10.04.1939 Брюссель, Бельгия, Бельгия
В последние два года перед войной — мир, как обычно, был явлением временным — я частенько наезжала в Париж. О войне, конечно, при случае говорили, но победа, одержанная над Германией в 1918 году, была еще так свежа в памяти, что никто не мог и помыслить о возможности поражения. С другой стороны, патриотизм будто изжил себя, а некоторые умы уже мало-помалу склонялись к тому, чтобы смотреть на Запад с позиций теории Гитлера. Францией правил Народный фронт, и богатейшие дамы, цвет парижского общества, носили, безмозглые дуры, драгоценные украшения в виде серпа и молота.
Я уже знала немало людей в Париже, брала интервью для бельгийских газет у французских писателей; особенно приятно мне было встретиться с господином Жоржем Дюамелем, «отцом» Салавина, и с очаровательным поэтом Жюлем Сюпервьелем. Автор сборника «Дитя открытого моря» был похож на свои рассказы, у него был облик волшебного коня. На стене за его письменным столом висела картина Шагала: лиловая степенная корова витебского фольклора.
Любила я встречаться и с Морисом Фомбёром, наследником Вийона и Маро.
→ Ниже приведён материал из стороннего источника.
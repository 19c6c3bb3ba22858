//! The configured administrator identity.

use cloudfiles_core::OwnerId;
use serde::{Deserialize, Serialize};

use crate::error::{PermsError, Result};

/// Identity record of the administrator.
///
/// Parsed from JSON such as `{"username":"alice","user_id":"u-1"}`.
#[derive(Debug, Clone, PartialEq, Eq, Serialize, Deserialize)]
pub struct AdminIdentity {
    #[serde(alias = "Username")]
    pub username: String,

    /// Owner id for files created by this identity. Defaults to the
    /// username.
    #[serde(
        default,
        alias = "UserID",
        alias = "userId",
        skip_serializing_if = "Option::is_none"
    )]
    pub user_id: Option<String>,
}

impl AdminIdentity {
    pub fn new(username: impl Into<String>) -> Self {
        Self {
            username: username.into(),
            user_id: None,
        }
    }

    pub fn with_user_id(mut self, user_id: impl Into<String>) -> Self {
        self.user_id = Some(user_id.into());
        self
    }

    /// Parse and validate an identity record.
    pub fn from_json(json: &str) -> Result<Self> {
        let identity: AdminIdentity =
            serde_json::from_str(json).map_err(|e| PermsError::Config(e.to_string()))?;

        if identity.username.is_empty() {
            return Err(PermsError::Config("username is empty".into()));
        }
        if identity.user_id.as_deref() == Some("") {
            return Err(PermsError::Config("user_id is empty".into()));
        }
        Ok(identity)
    }

    /// The owner files of this identity belong to.
    pub fn owner(&self) -> OwnerId {
        OwnerId::new(self.user_id.as_deref().unwrap_or(&self.username))
    }
}

/// Read-only source of the administrator identity, loaded once at startup.
#[derive(Debug, Clone, Default)]
pub struct CredentialStore {
    admin: Option<AdminIdentity>,
}

impl CredentialStore {
    pub fn new(admin: AdminIdentity) -> Self {
        Self { admin: Some(admin) }
    }

    /// A store without an administrator. Every authentication fails closed.
    pub fn unconfigured() -> Self {
        Self { admin: None }
    }

    pub fn is_configured(&self) -> bool {
        self.admin.is_some()
    }

    /// The administrator identity.
    pub fn admin(&self) -> Result<&AdminIdentity> {
        self.admin
            .as_ref()
            .ok_or_else(|| PermsError::Config("no admin user configured".into()))
    }
}

#[cfg(test)]
mod tests {
    use super::*;

    #[test]
    fn test_parse_identity() {
        let admin = AdminIdentity::from_json(r#"{"username":"alice"}"#).unwrap();
        assert_eq!(admin.username, "alice");
        assert_eq!(admin.owner(), OwnerId::new("alice"));

        let admin = AdminIdentity::from_json(r#"{"Username":"bob","UserID":"u-7"}"#).unwrap();
        assert_eq!(admin, AdminIdentity::new("bob").with_user_id("u-7"));
        assert_eq!(admin.owner(), OwnerId::new("u-7"));
    }

    #[test]
    fn test_reject_malformed_identity() {
        for json in ["", "not json", "{}", r#"{"username":""}"#, r#"{"username":"a","user_id":""}"#] {
            let err = AdminIdentity::from_json(json).unwrap_err();
            assert!(matches!(err, PermsError::Config(_)), "{json}");
        }
    }

    #[test]
    fn test_unconfigured_fails_closed() {
        let store = CredentialStore::unconfigured();
        assert!(!store.is_configured());
        assert!(matches!(store.admin(), Err(PermsError::Config(_))));
    }
}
Мне, потомственной помещице, было хорошо с этим крестьянином из Пуату. В его квартире на верхотуре около церкви Святого Сульпиция царила его жена Кармен, высокая брюнетка. С его друзьями — их было много — ходили мы выпить белого вина за стойкой у виноторговца на улице Канет. Там же мы и встретимся несколько лет спустя. Красное лицо Фомбёра, его нос Франциска Первого, арабские глаза, деревенский говор — все это очень подходило к его поэзии, в которой, наплевав на моду, он увековечил старинное французское пение. Переписывалась я и с Жо Буске, напоминавшим ожившее надгробное изваяние; обитал он в любимом своем Каркасоне.
В 1937 году по случаю конгресса Пен-клуба в Париже собрались многие известные писатели. С Шарлем Плиснье и Эриком Нотом, молодым немецким писателем, чье имя на его родине было связано с каким-то темным делом, я отправилась в литературное паломничество в Нормандию и полакомилась всласть нормандским сидром. Как-то раз после обеда в ресторане на Эйфелевой башне Пьер Дэй написал на меню: «Да здравствует Национальный фронт!», а Луи Пиерар начертал рядом бодренькое: «Рекс победит!» — но это были шутки, не влекущие за собой неприятных последствий. Правительство Народного фронта обласкивало «думающую элиту», которую мы, как предполагалось, представляли; в весьма торжественной обстановке в «Отель Матиньон» смешались члены конгресса из разных стран: Кику Ямата в кимоно, Адриенна Монье в сером своем крестьянском платье, академики, молодые поэты и больной человек, прятавший глаза за темные очки, — Джеймс Джойс…
Закончилось все банкетом в «Кларидже», и моим соседом оказался писатель, влияние которого с такой силой испытало все мое поколение — таинственный Андре Мальро. Несмотря на мою болтливость, я заставляла себя молчать, чтобы вслушиваться в его быструю речь, и старалась угадать, что таилось за его странными глазами, которые ни на ком не останавливались.
Как-то раз Мишель Бродский, будущий шурин Шагала, повлек меня на коктейль к какой-то богатейшей американке, жившей в Седьмом округе Парижа. У нее висели картины Андре Маршана. Живопись я любила, и Прованс Андре Маршана — другого я не знала — мне понравился; запомнилась яркая голубизна за распахнутым окном и безмятежно спящая женщина. Это было первой моей встречей с новой парижской живописью. Необычное, озаренное серыми глазами лицо Андре Маршана напоминало вырезанные из дерева статуи с острова Пасхи, и в нем самом будто тоже проступало что-то от растительного мира. Через несколько месяцев после этой встречи Андре Маршан приехал в Брюссель и пришел нас навестить. У меня как раз была желтуха, и, увидев меня, он воскликнул: «Ах, какого вы красивого желтого цвета!»